1 Llegó el día en que los ángeles debían hacer acto de presencia ante el Señor, y con ellos llegó también Satanás para presentarse ante el Señor.

2 Y el Señor le preguntó: ¿De dónde vienes? Vengo de rondar la tierra, y de recorrerla de un extremo a otro le respondió Satanás.

3 ¿Te has puesto a pensar en mi siervo Job? volvió a preguntarle el Señor. No hay en la tierra nadie como él; es un hombre recto e intachable, que me honra y vive apartado del mal. Y aunque tú me incitaste contra él para arruinarlo sin motivo, ¡todavía mantiene firme su integridad!

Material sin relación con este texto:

//! The demasking predicate `f(ones, total) -> bool` that defines which
//! canonical k-mers a query, a compaction, or a set operation represents.
//!
//! The predicate is a property of the query, not of the index: the index
//! always stores `S`, `m`, `k` verbatim.

use std::str::FromStr;

use crate::error::FmsiError;

/// A demasking predicate, named after the CLI `-f` flag values.
#[derive(Debug, Clone, Copy, PartialEq, Eq)]
pub enum Predicate {
    /// At least one occurrence is represented.
    Or,
    /// Every occurrence is represented.
    And,
    /// An odd number of occurrences are represented.
    Xor,
    /// The number of represented occurrences lies in `[r, s]`.
    RangeRS { r: usize, s: usize },
}

impl Predicate {
    pub fn eval(self, ones: usize, total: usize) -> bool {
        match self {
            Predicate::Or => ones > 0,
            Predicate::And => ones == total,
            Predicate::Xor => ones % 2 == 1,
            Predicate::RangeRS { r, s } => ones >= r && ones <= s,
        }
    }
}

impl FromStr for Predicate {
    type Err = FmsiError;

    fn from_str(name: &str) -> Result<Self, Self::Err> {
        match name {
            "or" => Ok(Predicate::Or),
            "and" | "all" => Ok(Predicate::And),
            "xor" => Ok(Predicate::Xor),
            other => parse_range(other).ok_or_else(|| FmsiError::UnknownPredicate {
                name: other.to_string(),
            }),
        }
    }
}

fn parse_range(name: &str) -> Option<Predicate> {
    let (r_str, s_str) = name.split_once('-')?;
    let r = r_str.parse().ok()?;
    let s = s_str.parse().ok()?;
    Some(Predicate::RangeRS { r, s })
}

/// `1-1`: selects entries with exactly one represented occurrence. Used by
/// the set-difference algebra (§4.8): after concatenating `[A, B, B]`, a
/// k-mer exclusive to `A` has exactly one marked occurrence.
pub const EXACTLY_ONE: Predicate = Predicate::RangeRS { r: 1, s: 1 };

/// `m-m`, where `m` is the number of concatenated indices: selects entries
/// represented in every operand. Used by intersection.
pub fn exactly_all_of(m: usize) -> Predicate {
    Predicate::RangeRS { r: m, s: m }
}

#[cfg(test)]
mod tests {
    use super::*;

    #[test]
    fn parses_named_predicates() {
        assert_eq!("or".parse::<Predicate>().unwrap(), Predicate::Or);
        assert_eq!("and".parse::<Predicate>().unwrap(), Predicate::And);
        assert_eq!("all".parse::<Predicate>().unwrap(), Predicate::And);
        assert_eq!("xor".parse::<Predicate>().unwrap(), Predicate::Xor);
    }

    #[test]
    fn parses_range_predicate() {
        assert_eq!(
            "2-5".parse::<Predicate>().unwrap(),
            Predicate::RangeRS { r: 2, s: 5 }
        );
    }

    #[test]
    fn rejects_unknown_predicate() {
        assert!("bogus".parse::<Predicate>().is_err());
    }

    #[test]
    fn eval_semantics() {
        assert!(Predicate::Or.eval(1, 3));
        assert!(!Predicate::Or.eval(0, 3));
        assert!(Predicate::And.eval(3, 3));
        assert!(!Predicate::And.eval(2, 3));
        assert!(Predicate::Xor.eval(1, 4));
        assert!(!Predicate::Xor.eval(2, 4));
        assert!(EXACTLY_ONE.eval(1, 2));
        assert!(!EXACTLY_ONE.eval(2, 2));
    }
}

4 ¡Una cosa por la otra! replicó Satanás. Con tal de salvar la vida, el hombre da todo lo que tiene.

5 Pero extiende la mano y hiérelo, ¡a ver si no te maldice en tu propia cara!

6 Muy bien dijo el Señor a Satanás, Job está en tus manos. Eso sí, respeta su vida.

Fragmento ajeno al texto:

//! Results of a recovery decision.

use std::fmt;

use serde::Serialize;

/// A choice offered to the user after a recoverable error.
#[derive(Debug, Clone, PartialEq, Eq, Serialize)]
#[serde(tag = "option", rename_all = "snake_case")]
pub enum RecoveryOption {
    /// Pick a different project name.
    Rename,
    /// Delete the existing directory and start over.
    Delete,
    /// Generate into the existing directory.
    Overwrite,
    /// Use the given free port instead.
    UsePort { port: u16 },
    /// Enter another port by hand.
    ChoosePort,
    /// Enter a new value for a rejected field.
    ReEnter { field: String },
    /// Run the failed step again.
    Retry,
    /// Stop the run.
    Abort,
}

impl fmt::Display for RecoveryOption {
    fn fmt(&self, f: &mut fmt::Formatter<'_>) -> fmt::Result {
        match self {
            RecoveryOption::Rename => f.write_str("Choose a different project name"),
            RecoveryOption::Delete => f.write_str("Delete the existing directory"),
            RecoveryOption::Overwrite => f.write_str("Overwrite the existing directory"),
            RecoveryOption::UsePort { port } => write!(f, "Use port {} instead", port),
            RecoveryOption::ChoosePort => f.write_str("Choose another port"),
            RecoveryOption::ReEnter { field } => write!(f, "Enter a new value for {}", field),
            RecoveryOption::Retry => f.write_str("Try again"),
            RecoveryOption::Abort => f.write_str("Abort"),
        }
    }
}

/// What the coordinator decided for one reported error.
#[derive(Debug, Clone, PartialEq, Eq, Serialize)]
#[serde(tag = "outcome", rename_all = "snake_case")]
pub enum RecoveryOutcome {
    /// The run continues; `note` tells the user what to do by hand.
    Recovered { note: String },
    /// The caller must pick one of `options`.
    OptionsPresented { options: Vec<RecoveryOption> },
    /// An optional feature was disabled.
    Skipped { feature: String },
    /// The run cannot continue.
    Fatal,
}

impl RecoveryOutcome {
    /// False only for [`RecoveryOutcome::Fatal`].
    pub fn is_recovered(&self) -> bool {
        !matches!(self, RecoveryOutcome::Fatal)
    }

    pub fn options(&self) -> &[RecoveryOption] {
        match self {
            RecoveryOutcome::OptionsPresented { options } => options,
            _ => &[],
        }
    }
}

7 Dicho esto, Satanás se retiró de la presencia del Señor para afligir a Job con dolorosas llagas desde la planta del pie hasta la coronilla.

8 Y Job, sentado en medio de las cenizas, tomó un pedazo de teja para rascarse constantemente.

9 Su esposa le reprochó: ¿Todavía mantienes firme tu integridad? ¡Maldice a Dios y muérete!

10 Job le respondió: Mujer, hablas como una necia. Si de Dios sabemos recibir lo bueno, ¿no sabremos también recibir lo malo? A pesar de todo esto, Job no pecó ni de palabra.

11 Tres amigos de Job se enteraron de todo el mal que le había sobrevenido, y de común acuerdo salieron de sus respectivos lugares para ir juntos a expresarle a Job sus condolencias y consuelo. Ellos eran Elifaz de Temán, Bildad de Súah, y Zofar de Namat.

12 Desde cierta distancia alcanzaron a verlo, y casi no lo pudieron reconocer. Se echaron a llorar a voz en cuello, rasgándose las vestiduras y arrojándose polvo y ceniza sobre la cabeza,

13 y durante siete días y siete noches se sentaron en el suelo para hacerle compañía. Ninguno de ellos se atrevía a decirle nada, pues veían cuán grande era su sufrimiento.